▶ **WORK TASK**: Show, from the records below, all lines that contain the word "multiplier".

>>>

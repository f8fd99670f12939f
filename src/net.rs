//! TLS links over embassy-net TCP sockets

use embassy_net::dns::DnsQueryType;
use embassy_net::tcp::TcpSocket;
use embassy_net::{Runner, Stack};
use embassy_time::{Duration, with_timeout};
use embedded_tls::{
    Aes128GcmSha256, TlsConfig, TlsConnection, TlsContext, TlsError, UnsecureProvider,
};
use esp_hal::rng::Rng;
use esp_radio::wifi::WifiDevice;
use rand_core::{CryptoRng, RngCore};

use crate::error::Error;
use crate::traits::{Connector, Link};

const SOCKET_TIMEOUT_SECS: u64 = 20;

type Session<'a> = TlsConnection<'a, TcpSocket<'a>, Aes128GcmSha256>;

#[embassy_executor::task]
pub async fn net_task(mut runner: Runner<'static, WifiDevice<'static>>) {
    runner.run().await
}

/// Hardware RNG. Seeded by radio noise once Wi-Fi is running.
pub struct RadioRng(Rng);

impl RadioRng {
    pub fn new() -> Self {
        Self(Rng::new())
    }
}

impl Default for RadioRng {
    fn default() -> Self {
        Self::new()
    }
}

impl RngCore for RadioRng {
    fn next_u32(&mut self) -> u32 {
        self.0.random()
    }

    fn next_u64(&mut self) -> u64 {
        (self.0.random() as u64) << 32 | self.0.random() as u64
    }

    fn fill_bytes(&mut self, dest: &mut [u8]) {
        for chunk in dest.chunks_mut(4) {
            let word = self.0.random().to_le_bytes();
            chunk.copy_from_slice(&word[..chunk.len()]);
        }
    }

    fn try_fill_bytes(&mut self, dest: &mut [u8]) -> Result<(), rand_core::Error> {
        self.fill_bytes(dest);
        Ok(())
    }
}

impl CryptoRng for RadioRng {}

/// Socket and TLS record buffers backing one connection.
pub struct LinkBuffers<'a> {
    pub rx: &'a mut [u8],
    pub tx: &'a mut [u8],
    pub record_rx: &'a mut [u8],
    pub record_tx: &'a mut [u8],
}

/// Opens one TLS connection at a time into a set of buffers.
pub struct TlsConnector<'a> {
    stack: Stack<'a>,
    buffers: LinkBuffers<'a>,
    rng: RadioRng,
}

impl<'a> TlsConnector<'a> {
    pub fn new(stack: Stack<'a>, buffers: LinkBuffers<'a>) -> Self {
        Self {
            stack,
            buffers,
            rng: RadioRng::new(),
        }
    }
}

impl<'s> Connector for TlsConnector<'s> {
    type Link<'a>
        = TlsLink<'a>
    where
        Self: 'a;

    async fn open<'a>(&'a mut self, host: &str, port: u16) -> Result<Self::Link<'a>, Error> {
        let addresses = self
            .stack
            .dns_query(host, DnsQueryType::A)
            .await
            .map_err(|e| {
                log::warn!("DNS lookup for {} failed: {:?}", host, e);
                Error::Connection("DNS lookup failed")
            })?;
        let address = *addresses.first().ok_or(Error::Connection("No DNS results"))?;

        let buffers = &mut self.buffers;
        let mut socket = TcpSocket::new(self.stack, &mut *buffers.rx, &mut *buffers.tx);
        socket.set_timeout(Some(Duration::from_secs(SOCKET_TIMEOUT_SECS)));
        log::debug!("Connecting to {}:{} ({})", host, port, address);
        socket.connect((address, port)).await.map_err(|e| {
            log::warn!("TCP connect to {}:{} failed: {:?}", host, port, e);
            Error::Connection("TCP connect failed")
        })?;

        let mut session =
            TlsConnection::new(socket, &mut *buffers.record_rx, &mut *buffers.record_tx);
        let config = TlsConfig::new().with_server_name(host);
        // No CA store on the device: the channel is encrypted, the peer is not verified.
        let provider = UnsecureProvider::new::<Aes128GcmSha256>(&mut self.rng);
        session
            .open(TlsContext::new(&config, provider))
            .await
            .map_err(|e| {
                log::warn!("TLS handshake with {} failed: {:?}", host, e);
                Error::Connection("TLS handshake failed")
            })?;
        Ok(TlsLink {
            session: Some(session),
        })
    }
}

pub struct TlsLink<'a> {
    session: Option<Session<'a>>,
}

impl<'a> TlsLink<'a> {
    fn session(&mut self) -> Result<&mut Session<'a>, Error> {
        self.session.as_mut().ok_or(Error::Io("TLS session closed"))
    }
}

fn read_result(result: Result<usize, TlsError>) -> Result<usize, Error> {
    match result {
        Ok(read) => Ok(read),
        Err(TlsError::ConnectionClosed) => Ok(0),
        Err(e) => {
            log::debug!("TLS read failed: {:?}", e);
            Err(Error::Io("socket read failed"))
        }
    }
}

impl Link for TlsLink<'_> {
    async fn write_all(&mut self, mut bytes: &[u8]) -> Result<(), Error> {
        let session = self.session()?;
        while !bytes.is_empty() {
            let written = session
                .write(bytes)
                .await
                .map_err(|_| Error::Io("socket write failed"))?;
            if written == 0 {
                return Err(Error::Io("socket closed while writing"));
            }
            bytes = &bytes[written..];
        }
        session
            .flush()
            .await
            .map_err(|_| Error::Io("socket flush failed"))
    }

    async fn read(&mut self, buf: &mut [u8]) -> Result<usize, Error> {
        let session = self.session()?;
        read_result(session.read(buf).await)
    }

    async fn read_timeout(
        &mut self,
        buf: &mut [u8],
        timeout_ms: u64,
    ) -> Result<Option<usize>, Error> {
        let session = self.session()?;
        match with_timeout(Duration::from_millis(timeout_ms), session.read(buf)).await {
            Ok(read) => read_result(read).map(Some),
            Err(_) => Ok(None),
        }
    }

    async fn close(&mut self) {
        let Some(session) = self.session.take() else {
            return;
        };
        let mut socket = match session.close().await {
            Ok(socket) => socket,
            Err((socket, _)) => socket,
        };
        socket.close();
        let _ = socket.flush().await;
    }
}
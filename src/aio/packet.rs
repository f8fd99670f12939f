//! MQTT 3.1.1 packet encoding and decoding
//!
//! Only what a QoS 0 subscriber needs. Encoders append to a caller buffer,
//! the decoder works on whatever prefix of the stream has arrived.

use heapless::Vec;

use crate::error::Error;

const CONNECT: u8 = 0x10;
const CONNACK: u8 = 0x20;
const PUBLISH: u8 = 0x30;
const PUBACK: u8 = 0x40;
const SUBSCRIBE: u8 = 0x82;
const SUBACK: u8 = 0x90;
const UNSUBACK: u8 = 0xB0;
const PINGREQ: u8 = 0xC0;
const PINGRESP: u8 = 0xD0;
const DISCONNECT: u8 = 0xE0;

const PROTOCOL_LEVEL_3_1_1: u8 = 4;
const FLAG_USERNAME: u8 = 0x80;
const FLAG_PASSWORD: u8 = 0x40;
const FLAG_CLEAN_SESSION: u8 = 0x02;

/// Largest remaining length expressible in four bytes
const MAX_REMAINING: usize = 268_435_455;

#[derive(Debug, Clone, Copy, PartialEq, Eq)]
pub enum Packet<'a> {
    ConnAck {
        session_present: bool,
        return_code: u8,
    },
    Publish {
        topic: &'a str,
        payload: &'a [u8],
        packet_id: Option<u16>,
    },
    SubAck {
        packet_id: u16,
        granted_qos: u8,
    },
    UnsubAck {
        packet_id: u16,
    },
    PingResp,
    /// Anything a client does not expect; carries the packet type byte
    Other(u8),
}

fn push<const N: usize>(buf: &mut Vec<u8, N>, bytes: &[u8]) -> Result<(), Error> {
    buf.extend_from_slice(bytes)
        .map_err(|_| Error::Value("packet does not fit the send buffer"))
}

fn push_str<const N: usize>(buf: &mut Vec<u8, N>, text: &[u8]) -> Result<(), Error> {
    let len = u16::try_from(text.len()).map_err(|_| Error::Value("MQTT string too long"))?;
    push(buf, &len.to_be_bytes())?;
    push(buf, text)
}

fn push_header<const N: usize>(
    buf: &mut Vec<u8, N>,
    first: u8,
    remaining: usize,
) -> Result<(), Error> {
    if remaining > MAX_REMAINING {
        return Err(Error::Value("MQTT packet too long"));
    }
    push(buf, &[first])?;
    let mut len = remaining;
    loop {
        let mut byte = (len % 128) as u8;
        len /= 128;
        if len > 0 {
            byte |= 0x80;
        }
        push(buf, &[byte])?;
        if len == 0 {
            return Ok(());
        }
    }
}

pub fn encode_connect<const N: usize>(
    buf: &mut Vec<u8, N>,
    client_id: &str,
    username: &str,
    password: &str,
    keep_alive_secs: u16,
) -> Result<(), Error> {
    let mut flags = FLAG_CLEAN_SESSION;
    let mut remaining = 10 + 2 + client_id.len();
    if !username.is_empty() {
        flags |= FLAG_USERNAME;
        remaining += 2 + username.len();
    }
    if !password.is_empty() {
        flags |= FLAG_PASSWORD;
        remaining += 2 + password.len();
    }

    push_header(buf, CONNECT, remaining)?;
    push_str(buf, b"MQTT")?;
    push(buf, &[PROTOCOL_LEVEL_3_1_1, flags])?;
    push(buf, &keep_alive_secs.to_be_bytes())?;
    push_str(buf, client_id.as_bytes())?;
    if !username.is_empty() {
        push_str(buf, username.as_bytes())?;
    }
    if !password.is_empty() {
        push_str(buf, password.as_bytes())?;
    }
    Ok(())
}

pub fn encode_subscribe<const N: usize>(
    buf: &mut Vec<u8, N>,
    packet_id: u16,
    topic: &str,
    qos: u8,
) -> Result<(), Error> {
    push_header(buf, SUBSCRIBE, 2 + 2 + topic.len() + 1)?;
    push(buf, &packet_id.to_be_bytes())?;
    push_str(buf, topic.as_bytes())?;
    push(buf, &[qos.min(1)])
}

/// QoS 0 publish, no retain
pub fn encode_publish<const N: usize>(
    buf: &mut Vec<u8, N>,
    topic: &str,
    payload: &[u8],
) -> Result<(), Error> {
    push_header(buf, PUBLISH, 2 + topic.len() + payload.len())?;
    push_str(buf, topic.as_bytes())?;
    push(buf, payload)
}

pub fn encode_puback<const N: usize>(buf: &mut Vec<u8, N>, packet_id: u16) -> Result<(), Error> {
    push_header(buf, PUBACK, 2)?;
    push(buf, &packet_id.to_be_bytes())
}

pub fn encode_pingreq<const N: usize>(buf: &mut Vec<u8, N>) -> Result<(), Error> {
    push_header(buf, PINGREQ, 0)
}

pub fn encode_disconnect<const N: usize>(buf: &mut Vec<u8, N>) -> Result<(), Error> {
    push_header(buf, DISCONNECT, 0)
}

/// Decode the remaining-length field at the start of `bytes`.
/// Returns (length, bytes used), or `None` if more bytes are needed.
fn remaining_length(bytes: &[u8]) -> Result<Option<(usize, usize)>, Error> {
    let mut value = 0usize;
    let mut multiplier = 1usize;
    for (i, &byte) in bytes.iter().enumerate().take(4) {
        value += (byte & 0x7F) as usize * multiplier;
        if byte & 0x80 == 0 {
            return Ok(Some((value, i + 1)));
        }
        multiplier *= 128;
    }
    if bytes.len() >= 4 {
        Err(Error::Value("malformed MQTT remaining length"))
    } else {
        Ok(None)
    }
}

fn be16(bytes: &[u8]) -> Result<u16, Error> {
    match bytes {
        [hi, lo, ..] => Ok(u16::from_be_bytes([*hi, *lo])),
        _ => Err(Error::Value("truncated MQTT packet")),
    }
}

/// Decode one packet from the front of `bytes`.
///
/// Returns the packet and how many bytes it used, or `None` if the packet is
/// not complete yet.
pub fn decode(bytes: &[u8]) -> Result<Option<(Packet<'_>, usize)>, Error> {
    let Some(&first) = bytes.first() else {
        return Ok(None);
    };
    let Some((remaining, len_bytes)) = remaining_length(&bytes[1..])? else {
        return Ok(None);
    };
    let start = 1 + len_bytes;
    let total = start + remaining;
    if bytes.len() < total {
        return Ok(None);
    }
    let body = &bytes[start..total];

    let packet = match first & 0xF0 {
        CONNACK => {
            if body.len() < 2 {
                return Err(Error::Value("truncated CONNACK"));
            }
            Packet::ConnAck {
                session_present: body[0] & 0x01 != 0,
                return_code: body[1],
            }
        }
        PUBLISH => {
            let qos = (first >> 1) & 0x03;
            let topic_len = be16(body)? as usize;
            let topic_end = 2 + topic_len;
            let topic = body
                .get(2..topic_end)
                .ok_or(Error::Value("truncated PUBLISH topic"))?;
            let topic = core::str::from_utf8(topic)
                .map_err(|_| Error::Value("PUBLISH topic is not UTF-8"))?;
            let (packet_id, payload_start) = if qos > 0 {
                (Some(be16(&body[topic_end..])?), topic_end + 2)
            } else {
                (None, topic_end)
            };
            Packet::Publish {
                topic,
                payload: &body[payload_start..],
                packet_id,
            }
        }
        SUBACK => Packet::SubAck {
            packet_id: be16(body)?,
            granted_qos: *body.get(2).ok_or(Error::Value("truncated SUBACK"))?,
        },
        UNSUBACK => Packet::UnsubAck {
            packet_id: be16(body)?,
        },
        PINGRESP => Packet::PingResp,
        other => Packet::Other(other),
    };
    Ok(Some((packet, total)))
}

#[cfg(test)]
mod tests {
    use super::*;

    #[test]
    fn connect_packet_layout() {
        let mut buf: Vec<u8, 128> = Vec::new();
        encode_connect(&mut buf, "pv", "user", "key", 60).unwrap();
        let expected: &[u8] = &[
            0x10, 25, // fixed header
            0, 4, b'M', b'Q', b'T', b'T', 4, 0xC2, 0, 60, // variable header
            0, 2, b'p', b'v', // client id
            0, 4, b'u', b's', b'e', b'r', // username
            0, 3, b'k', b'e', b'y', // password
        ];
        assert_eq!(buf.as_slice(), expected);
    }

    #[test]
    fn anonymous_connect_has_no_credential_flags() {
        let mut buf: Vec<u8, 64> = Vec::new();
        encode_connect(&mut buf, "pv", "", "", 30).unwrap();
        assert_eq!(buf[9], FLAG_CLEAN_SESSION);
        assert_eq!(buf[1] as usize, buf.len() - 2);
    }

    #[test]
    fn subscribe_packet_layout() {
        let mut buf: Vec<u8, 64> = Vec::new();
        encode_subscribe(&mut buf, 7, "u/feeds/t", 0).unwrap();
        assert_eq!(
            buf.as_slice(),
            &[0x82, 14, 0, 7, 0, 9, b'u', b'/', b'f', b'e', b'e', b'd', b's', b'/', b't', 0]
        );
    }

    #[test]
    fn long_publish_uses_multibyte_length() {
        let mut buf: Vec<u8, 512> = Vec::new();
        let payload = [b'x'; 300];
        encode_publish(&mut buf, "t", &payload).unwrap();
        // 2 + 1 + 300 = 303 = 0b10_0101111
        assert_eq!(&buf[..3], &[0x30, 0xAF, 0x02]);
        let (packet, used) = decode(&buf).unwrap().unwrap();
        assert_eq!(used, buf.len());
        match packet {
            Packet::Publish { topic, payload, packet_id } => {
                assert_eq!(topic, "t");
                assert_eq!(payload.len(), 300);
                assert_eq!(packet_id, None);
            }
            other => panic!("unexpected {:?}", other),
        }
    }

    #[test]
    fn send_buffer_overflow_is_reported() {
        let mut buf: Vec<u8, 8> = Vec::new();
        assert!(encode_publish(&mut buf, "topic", b"payload").is_err());
    }

    #[test]
    fn decode_waits_for_complete_packet() {
        let connack = [0x20, 2, 0, 0];
        assert_eq!(decode(&connack[..1]).unwrap(), None);
        assert_eq!(decode(&connack[..3]).unwrap(), None);
        assert_eq!(
            decode(&connack).unwrap(),
            Some((
                Packet::ConnAck {
                    session_present: false,
                    return_code: 0
                },
                4
            ))
        );
    }

    #[test]
    fn decode_qos1_publish_and_suback() {
        let stream = [
            0x32, 9, 0, 3, b'a', b'/', b'b', 0, 5, b'4', b'2', // publish qos1, id 5
            0x90, 3, 0, 1, 0, // suback id 1 qos 0
            0xD0, 0, // pingresp
        ];
        let (first, used) = decode(&stream).unwrap().unwrap();
        assert_eq!(
            first,
            Packet::Publish {
                topic: "a/b",
                payload: b"42",
                packet_id: Some(5)
            }
        );
        let (second, used2) = decode(&stream[used..]).unwrap().unwrap();
        assert_eq!(
            second,
            Packet::SubAck {
                packet_id: 1,
                granted_qos: 0
            }
        );
        let (third, _) = decode(&stream[used + used2..]).unwrap().unwrap();
        assert_eq!(third, Packet::PingResp);
    }

    #[test]
    fn malformed_length_is_rejected() {
        assert!(decode(&[0x30, 0xFF, 0xFF, 0xFF, 0xFF, 0x01]).is_err());
    }

    #[test]
    fn control_packets() {
        let mut buf: Vec<u8, 8> = Vec::new();
        encode_pingreq(&mut buf).unwrap();
        encode_disconnect(&mut buf).unwrap();
        encode_puback(&mut buf, 0x0102).unwrap();
        assert_eq!(buf.as_slice(), &[0xC0, 0, 0xE0, 0, 0x40, 2, 1, 2]);
    }
}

<<<

▶ **EXERCISE RESPONSE**:
    let mut multiplier = 1usize;
        value += (byte & 0x7F) as usize * multiplier;
        multiplier *= 128;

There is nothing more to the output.